What you should do
All lines from the entries below that contain the string "eligible" should be copied out.
Provided entries section start
#![forbid(unsafe_code)]

use crate::{Thrown, Value};
use pf_core::{HandleState, Invocation, Paused};
use std::cell::RefCell;
use std::rc::Rc;

type NativeBody = dyn Fn(&[Value]) -> Result<Value, Thrown>;

pub(crate) struct Native {
    name: String,
    body: Box<NativeBody>,
}

impl Native {
    pub(crate) fn invoke(&self, args: &[Value]) -> Result<Value, Thrown> {
        (self.body)(args)
    }
}

pub(crate) type PausedNative = Paused<Rc<Native>, Vec<Value>>;

enum Inner {
    Native(Rc<Native>),
    Paused(RefCell<PausedNative>),
}

#[derive(Clone, Copy, Debug, PartialEq, Eq)]
pub enum FunctionState {
    /// Not produced by `pause_fn`.
    Plain,
    Active { pending: usize },
    Resumed,
}

/// Shared callable with identity. Clones refer to the same function.
#[derive(Clone)]
pub struct Function(Rc<Inner>);

impl Function {
    pub fn native(
        name: impl Into<String>,
        body: impl Fn(&[Value]) -> Result<Value, Thrown> + 'static,
    ) -> Self {
        Self(Rc::new(Inner::Native(Rc::new(Native {
            name: name.into(),
            body: Box::new(body),
        }))))
    }

    pub(crate) fn paused(original: Rc<Native>) -> Self {
        Self(Rc::new(Inner::Paused(RefCell::new(Paused::new(original)))))
    }

    pub fn name(&self) -> &str {
        match &*self.0 {
            Inner::Native(native) => &native.name,
            Inner::Paused(_) => "paused",
        }
    }

    pub fn ptr_eq(&self, other: &Function) -> bool {
        Rc::ptr_eq(&self.0, &other.0)
    }

    pub fn state(&self) -> FunctionState {
        match &*self.0 {
            Inner::Native(_) => FunctionState::Plain,
            Inner::Paused(cell) => {
                let paused = cell.borrow();
                match paused.state() {
                    HandleState::Active => FunctionState::Active {
                        pending: paused.pending(),
                    },
                    HandleState::Resumed => FunctionState::Resumed,
                }
            }
        }
    }

    pub(crate) fn paused_cell(&self) -> Option<&RefCell<PausedNative>> {
        match &*self.0 {
            Inner::Native(_) => None,
            Inner::Paused(cell) => Some(cell),
        }
    }

    /// The function that actually runs when this one is called after any
    /// resume: itself for natives, the wrapped original for handles.
    pub(crate) fn target(&self) -> Rc<Native> {
        match &*self.0 {
            Inner::Native(native) => Rc::clone(native),
            Inner::Paused(cell) => Rc::clone(cell.borrow().original()),
        }
    }

    /// Calls the function. An active handle stores a copy of `args` and
    /// returns [`Invocation::Buffered`]; anything else runs synchronously.
    pub fn call(&self, args: &[Value]) -> Result<Invocation<Value>, Thrown> {
        let target = match &*self.0 {
            Inner::Native(native) => Rc::clone(native),
            Inner::Paused(cell) => {
                let mut paused = cell.borrow_mut();
                match paused.buffer(args.to_vec()) {
                    Ok(()) => return Ok(Invocation::Buffered),
                    Err(_) => Rc::clone(paused.original()),
                }
            }
        };
        target.invoke(args).map(Invocation::Returned)
    }
}

impl std::fmt::Debug for Function {
    fn fmt(&self, f: &mut std::fmt::Formatter<'_>) -> std::fmt::Result {
        f.debug_struct("Function")
            .field("name", &self.name())
            .field("state", &self.state())
            .finish()
    }
}
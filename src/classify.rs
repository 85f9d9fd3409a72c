//! Content classification.
//!
//! Decides, from filename and declared MIME, whether a file is text-like
//! (its server-rendered content is fetched after upload) or opaque
//! (metadata only), and whether it is a structured-data file eligible for
//! server-side processing.

/// File extensions whose content is fetched as text.
const TEXT_EXTENSIONS: &[&str] = &[
    "txt", "csv", "json", "log", "md", "xml", "html", "css", "js", "ts", "py", "java", "cpp", "c",
    "h",
];

/// Extensions eligible for server-side structured processing.
const STRUCTURED_EXTENSIONS: &[&str] = &["csv", "xlsx", "xls", "json", "txt", "log"];

/// MIME types (exact) treated as text-like in addition to the `text/*` prefix.
const TEXT_MIMES: &[&str] = &[
    "application/json",
    "application/xml",
    "application/javascript",
];

fn extension(name: &str) -> Option<String> {
    let ext = name.rsplit('.').next()?;
    if ext.len() == name.len() {
        // No dot at all.
        return None;
    }
    Some(ext.to_ascii_lowercase())
}

/// Whether the file's textual content should be fetched after upload.
///
/// Extension and MIME each classify independently; if either says
/// text-like, the file is text-like.
pub fn is_text_like(name: &str, mime: &str) -> bool {
    let by_extension = extension(name)
        .map(|ext| TEXT_EXTENSIONS.contains(&ext.as_str()))
        .unwrap_or(false);

    let mime = mime.to_ascii_lowercase();
    let by_mime = mime.starts_with("text/") || TEXT_MIMES.contains(&mime.as_str());

    by_extension || by_mime
}

/// Whether the file warrants server-side processing into a structured
/// summary (spreadsheets and data files).
pub fn is_structured_data(name: &str) -> bool {
    extension(name)
        .map(|ext| STRUCTURED_EXTENSIONS.contains(&ext.as_str()))
        .unwrap_or(false)
}

/// Declared MIME for a local file picked up from disk.
pub fn mime_for_name(name: &str) -> &'static str {
    match extension(name).as_deref() {
        Some("md") => "text/markdown",
        Some("txt" | "log") => "text/plain",
        Some("csv") => "text/csv",
        Some("json") => "application/json",
        Some("xml") => "application/xml",
        Some("html" | "htm") => "text/html",
        Some("css") => "text/css",
        Some("js") => "application/javascript",
        Some("pdf") => "application/pdf",
        Some("png") => "image/png",
        Some("jpg" | "jpeg") => "image/jpeg",
        Some("xlsx") => "application/vnd.openxmlformats-officedocument.spreadsheetml.sheet",
        Some("xls") => "application/vnd.ms-excel",
        _ => "application/octet-stream",
    }
}

#[cfg(test)]
mod tests {
    use super::*;

    #[test]
    fn text_by_extension() {
        assert!(is_text_like("notes.txt", "application/octet-stream"));
        assert!(is_text_like("main.PY", "application/octet-stream"));
        assert!(is_text_like("data.csv", ""));
    }

    #[test]
    fn text_by_mime() {
        assert!(is_text_like("payload.bin", "application/json"));
        assert!(is_text_like("readme", "text/plain"));
        assert!(is_text_like("page", "TEXT/HTML"));
    }

    #[test]
    fn opaque_files() {
        assert!(!is_text_like("photo.png", "image/png"));
        assert!(!is_text_like("archive.tar.gz", "application/gzip"));
        assert!(!is_text_like("noext", "application/octet-stream"));
    }

    #[test]
    fn structured_extensions() {
        assert!(is_structured_data("sales.xlsx"));
        assert!(is_structured_data("sales.XLS"));
        assert!(is_structured_data("rows.csv"));
        assert!(is_structured_data("notes.txt"));
        assert!(!is_structured_data("photo.png"));
        assert!(!is_structured_data("page.html"));
    }

    #[test]
    fn spreadsheets_are_not_text_like() {
        assert!(!is_text_like(
            "sales.xlsx",
            "application/vnd.openxmlformats-officedocument.spreadsheetml.sheet"
        ));
    }
}
#[cfg(test)]
mod tests {
    use super::*;
    use crate::config::Config;

    async fn offline_store() -> Arc<DocumentStore> {
        let config = Config::minimal();
        let transport = Transport::new(&config.api, None).unwrap();
        DocumentStore::new(&config, transport, None).await.unwrap()
    }

    fn payload(name: &str, mime: &str, bytes: &[u8]) -> FilePayload {
        FilePayload {
            name: name.to_string(),
            mime: mime.to_string(),
            bytes: bytes.to_vec(),
        }
    }

    #[tokio::test]
    async fn offline_upload_completes_with_ordered_emissions() {
        let store = offline_store().await;
        let mut rx = store.subscribe();
        store
            .set_current_conversation(Some("c1"), None)
            .await;
        let _ = rx.recv().await.unwrap(); // conversation selected

        let doc = store
            .upload(
                payload("notes.txt", "text/plain", b"hello"),
                "c1",
                DocumentSource::Chat,
                None,
            )
            .await;
        assert_eq!(doc.status, DocumentStatus::Completed);
        assert!(!doc.stored_in_database);

        let statuses: Vec<DocumentStatus> = [
            rx.recv().await.unwrap(),
            rx.recv().await.unwrap(),
            rx.recv().await.unwrap(),
        ]
        .iter()
        .map(|snap| snap.documents[0].status)
        .collect();
        assert_eq!(
            statuses,
            vec![
                DocumentStatus::Pending,
                DocumentStatus::Uploading,
                DocumentStatus::Completed
            ]
        );
    }

    #[tokio::test]
    async fn duplicate_upload_returns_existing_without_emitting() {
        let store = offline_store().await;

        let first = store
            .upload(
                payload("notes.txt", "text/plain", b"hello"),
                "c1",
                DocumentSource::Chat,
                None,
            )
            .await;

        let mut rx = store.subscribe();
        let second = store
            .upload(
                payload("notes.txt", "text/plain", b"hello"),
                "c1",
                DocumentSource::Chat,
                None,
            )
            .await;

        assert_eq!(first.id, second.id);
        assert!(rx.try_recv().is_err(), "duplicate upload must not emit");
    }

    #[tokio::test]
    async fn same_name_different_conversation_is_a_new_document() {
        let store = offline_store().await;

        let a = store
            .upload(
                payload("notes.txt", "text/plain", b"hello"),
                "c1",
                DocumentSource::Chat,
                None,
            )
            .await;
        let b = store
            .upload(
                payload("notes.txt", "text/plain", b"hello"),
                "c2",
                DocumentSource::Chat,
                None,
            )
            .await;
        assert_ne!(a.id, b.id);
    }

    #[tokio::test]
    async fn remove_revokes_preview_and_forgets_document() {
        let store = offline_store().await;

        let doc = store
            .upload(
                payload("notes.txt", "text/plain", b"hello"),
                "c1",
                DocumentSource::Chat,
                None,
            )
            .await;
        assert_eq!(store.preview_count(), 1);

        assert!(store.remove(&doc.id));
        assert_eq!(store.preview_count(), 0);
        assert!(store.get(&doc.id).is_none());

        // Removing again is a no-op, not a double revoke.
        assert!(!store.remove(&doc.id));

        // The triple is free again after removal.
        let again = store
            .upload(
                payload("notes.txt", "text/plain", b"hello"),
                "c1",
                DocumentSource::Chat,
                None,
            )
            .await;
        assert_ne!(again.id, doc.id);
    }

    #[tokio::test]
    async fn view_contains_only_selected_conversation() {
        let store = offline_store().await;
        store
            .upload(
                payload("a.txt", "text/plain", b"a"),
                "c1",
                DocumentSource::Chat,
                None,
            )
            .await;
        store
            .upload(
                payload("b.txt", "text/plain", b"b"),
                "c2",
                DocumentSource::Chat,
                None,
            )
            .await;

        store.set_current_conversation(Some("c1"), None).await;
        let view = store.current_view();
        assert_eq!(view.conversation_id.as_deref(), Some("c1"));
        // Token-less selection resets the entered conversation's slice.
        assert!(view.documents.is_empty());

        store.set_current_conversation(None, None).await;
        assert!(store.current_view().documents.is_empty());
    }

    #[tokio::test]
    async fn tokenless_switch_drops_only_target_slice() {
        let store = offline_store().await;
        store
            .upload(
                payload("a.txt", "text/plain", b"a"),
                "c1",
                DocumentSource::Chat,
                None,
            )
            .await;
        store
            .upload(
                payload("b.txt", "text/plain", b"b"),
                "c2",
                DocumentSource::Chat,
                None,
            )
            .await;

        store.set_current_conversation(Some("c1"), None).await;
        assert!(store.documents_for("c1").is_empty());
        assert_eq!(store.documents_for("c2").len(), 1);
    }
}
Provided entries section end
Written response
//! (metadata only), and whether it is a structured-data file eligible for
/// Extensions eligible for server-side structured processing.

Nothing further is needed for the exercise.